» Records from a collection
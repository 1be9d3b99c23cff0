//! # leadbid-resolver
//!
//! **Pure deterministic winner selection.**
//!
//! The resolver takes every bid on a listing and decides the outcome. It
//! has:
//!
//! - **Zero side effects**: no ledger writes, no escrow, no asset moves
//! - **Deterministic output**: same bids in the same order → same verdicts
//!   and the same `bid_root`
//! - **First-revealed tie-break**: equal amounts resolve by global reveal
//!   sequence

pub mod determinism;
pub mod selection;

pub use determinism::{compute_bid_root, verify_bid_root};
pub use selection::{BidVerdict, Outcome, Selection, VerdictReason, select_winner};
//! # Escrow: custodial holding between a buyer and a seller
//!
//! ## State Machine
//!
//! ```text
//!   ┌─────────┐ fund  ┌────────┐ releaseDelay elapsed ┌──────────┐
//!   │ CREATED ├──────▶│ FUNDED ├─────────────────────▶│ RELEASED │
//!   └─────────┘       └───┬────┘                      └──────────┘
//!                         │ dispute (payer | payee)
//!                         ▼
//!                    ┌──────────┐ refund (adjudicator) ┌──────────┐
//!                    │ DISPUTED ├─────────────────────▶│ REFUNDED │
//!                    └──────────┘                      └──────────┘
//! ```
//!
//! `RELEASED` and `REFUNDED` are mutually exclusive terminal states: the
//! only edges into them start from different states, and every transition
//! checks the current state first.

use std::fmt;

use chrono::{DateTime, Utc};
use rust_decimal::Decimal;
use serde::{Deserialize, Serialize};

use crate::{AccountId, EscrowId, LeadbidError, ListingId, Result};

/// Lifecycle state of an escrow.
#[derive(Debug, Clone, Copy, PartialEq, Eq, Hash, Serialize, Deserialize)]
pub enum EscrowState {
    Created,
    Funded,
    Disputed,
    Released,
    Refunded,
}

impl EscrowState {
    #[must_use]
    pub fn can_transition_to(self, target: Self) -> bool {
        matches!(
            (self, target),
            (Self::Created, Self::Funded)
                | (Self::Funded, Self::Released | Self::Disputed)
                | (Self::Disputed, Self::Refunded)
        )
    }

    #[must_use]
    pub fn is_terminal(self) -> bool {
        matches!(self, Self::Released | Self::Refunded)
    }
}

impl fmt::Display for EscrowState {
    fn fmt(&self, f: &mut fmt::Formatter<'_>) -> fmt::Result {
        match self {
            Self::Created => write!(f, "CREATED"),
            Self::Funded => write!(f, "FUNDED"),
            Self::Disputed => write!(f, "DISPUTED"),
            Self::Released => write!(f, "RELEASED"),
            Self::Refunded => write!(f, "REFUNDED"),
        }
    }
}

/// A custodial holding of `amount` from `payer` to `payee`.
#[derive(Debug, Clone, Serialize, Deserialize)]
pub struct Escrow {
    pub id: EscrowId,
    pub listing_id: ListingId,
    pub payer: AccountId,
    pub payee: AccountId,
    pub amount: Decimal,
    /// Portion of `amount` already in custody (e.g. the winner's deposit).
    pub funded: Decimal,
    pub state: EscrowState,
    pub created_at: DateTime<Utc>,
    pub funded_at: Option<DateTime<Utc>>,
    pub release_delay_secs: u64,
}

impl Escrow {
    /// Amount the payer still has to supply before the escrow is funded.
    #[must_use]
    pub fn outstanding(&self) -> Decimal {
        self.amount - self.funded
    }

    /// Instant after which the escrow may be released, once funded.
    #[must_use]
    pub fn release_due_at(&self) -> Option<DateTime<Utc>> {
        let delay = i64::try_from(self.release_delay_secs)
            .ok()
            .and_then(chrono::Duration::try_seconds)
            .unwrap_or(chrono::Duration::MAX);
        self.funded_at
            .map(|at| at.checked_add_signed(delay).unwrap_or(DateTime::<Utc>::MAX_UTC))
    }

    /// Whether the account is the payer or payee.
    #[must_use]
    pub fn is_party(&self, account: AccountId) -> bool {
        account == self.payer || account == self.payee
    }

    /// Move to `target`, enforcing the state machine.
    ///
    /// # Errors
    /// Returns the error matching the operation that was refused:
    /// `AlreadyFunded` for funding, `NotFunded` for release/dispute,
    /// `NotDisputed` for refund.
    pub fn transition(&mut self, target: EscrowState) -> Result<()> {
        if !self.state.can_transition_to(target) {
            return Err(match target {
                EscrowState::Funded => LeadbidError::AlreadyFunded {
                    escrow_id: self.id,
                    state: self.state,
                },
                EscrowState::Refunded => LeadbidError::NotDisputed {
                    escrow_id: self.id,
                    state: self.state,
                },
                EscrowState::Released | EscrowState::Disputed | EscrowState::Created => {
                    LeadbidError::NotFunded {
                        escrow_id: self.id,
                        state: self.state,
                    }
                }
            });
        }
        self.state = target;
        Ok(())
    }
}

» Exercise objective
Output the entire data exactly, line for line.

» Expected answer
repository 1be9d3b99c23cff0
//! # leadbid-resolver
//!
//! **Pure deterministic winner selection.**
//!
//! The resolver takes every bid on a listing and decides the outcome. It
//! has:
//!
//! - **Zero side effects**: no ledger writes, no escrow, no asset moves
//! - **Deterministic output**: same bids in the same order → same verdicts
//!   and the same `bid_root`
//! - **First-revealed tie-break**: equal amounts resolve by global reveal
//!   sequence

pub mod determinism;
pub mod selection;

pub use determinism::{compute_bid_root, verify_bid_root};
pub use selection::{BidVerdict, Outcome, Selection, VerdictReason, select_winner};
//! # Escrow: custodial holding between a buyer and a seller
//!
//! ## State Machine
//!
//! ```text
//!   ┌─────────┐ fund  ┌────────┐ releaseDelay elapsed ┌──────────┐
//!   │ CREATED ├──────▶│ FUNDED ├─────────────────────▶│ RELEASED │
//!   └─────────┘       └───┬────┘                      └──────────┘
//!                         │ dispute (payer | payee)
//!                         ▼
//!                    ┌──────────┐ refund (adjudicator) ┌──────────┐
//!                    │ DISPUTED ├─────────────────────▶│ REFUNDED │
//!                    └──────────┘                      └──────────┘
//! ```
//!
//! `RELEASED` and `REFUNDED` are mutually exclusive terminal states: the
//! only edges into them start from different states, and every transition
//! checks the current state first.

use std::fmt;

use chrono::{DateTime, Utc};
use rust_decimal::Decimal;
use serde::{Deserialize, Serialize};

use crate::{AccountId, EscrowId, LeadbidError, ListingId, Result};

/// Lifecycle state of an escrow.
#[derive(Debug, Clone, Copy, PartialEq, Eq, Hash, Serialize, Deserialize)]
pub enum EscrowState {
    Created,
    Funded,
    Disputed,
    Released,
    Refunded,
}

impl EscrowState {
    #[must_use]
    pub fn can_transition_to(self, target: Self) -> bool {
        matches!(
            (self, target),
            (Self::Created, Self::Funded)
                | (Self::Funded, Self::Released | Self::Disputed)
                | (Self::Disputed, Self::Refunded)
        )
    }

    #[must_use]
    pub fn is_terminal(self) -> bool {
        matches!(self, Self::Released | Self::Refunded)
    }
}

impl fmt::Display for EscrowState {
    fn fmt(&self, f: &mut fmt::Formatter<'_>) -> fmt::Result {
        match self {
            Self::Created => write!(f, "CREATED"),
            Self::Funded => write!(f, "FUNDED"),
            Self::Disputed => write!(f, "DISPUTED"),
            Self::Released => write!(f, "RELEASED"),
            Self::Refunded => write!(f, "REFUNDED"),
        }
    }
}

/// A custodial holding of `amount` from `payer` to `payee`.
#[derive(Debug, Clone, Serialize, Deserialize)]
pub struct Escrow {
    pub id: EscrowId,
    pub listing_id: ListingId,
    pub payer: AccountId,
    pub payee: AccountId,
    pub amount: Decimal,
    /// Portion of `amount` already in custody (e.g. the winner's deposit).
    pub funded: Decimal,
    pub state: EscrowState,
    pub created_at: DateTime<Utc>,
    pub funded_at: Option<DateTime<Utc>>,
    pub release_delay_secs: u64,
}

impl Escrow {
    /// Amount the payer still has to supply before the escrow is funded.
    #[must_use]
    pub fn outstanding(&self) -> Decimal {
        self.amount - self.funded
    }

    /// Instant after which the escrow may be released, once funded.
    #[must_use]
    pub fn release_due_at(&self) -> Option<DateTime<Utc>> {
        let delay = i64::try_from(self.release_delay_secs)
            .ok()
            .and_then(chrono::Duration::try_seconds)
            .unwrap_or(chrono::Duration::MAX);
        self.funded_at
            .map(|at| at.checked_add_signed(delay).unwrap_or(DateTime::<Utc>::MAX_UTC))
    }

    /// Whether the account is the payer or payee.
    #[must_use]
    pub fn is_party(&self, account: AccountId) -> bool {
        account == self.payer || account == self.payee
    }

    /// Move to `target`, enforcing the state machine.
    ///
    /// # Errors
    /// Returns the error matching the operation that was refused:
    /// `AlreadyFunded` for funding, `NotFunded` for release/dispute,
    /// `NotDisputed` for refund.
    pub fn transition(&mut self, target: EscrowState) -> Result<()> {
        if !self.state.can_transition_to(target) {
            return Err(match target {
                EscrowState::Funded => LeadbidError::AlreadyFunded {
                    escrow_id: self.id,
                    state: self.state,
                },
                EscrowState::Refunded => LeadbidError::NotDisputed {
                    escrow_id: self.id,
                    state: self.state,
                },
                EscrowState::Released | EscrowState::Disputed | EscrowState::Created => {
                    LeadbidError::NotFunded {
                        escrow_id: self.id,
                        state: self.state,
                    }
                }
            });
        }
        self.state = target;
        Ok(())
    }
}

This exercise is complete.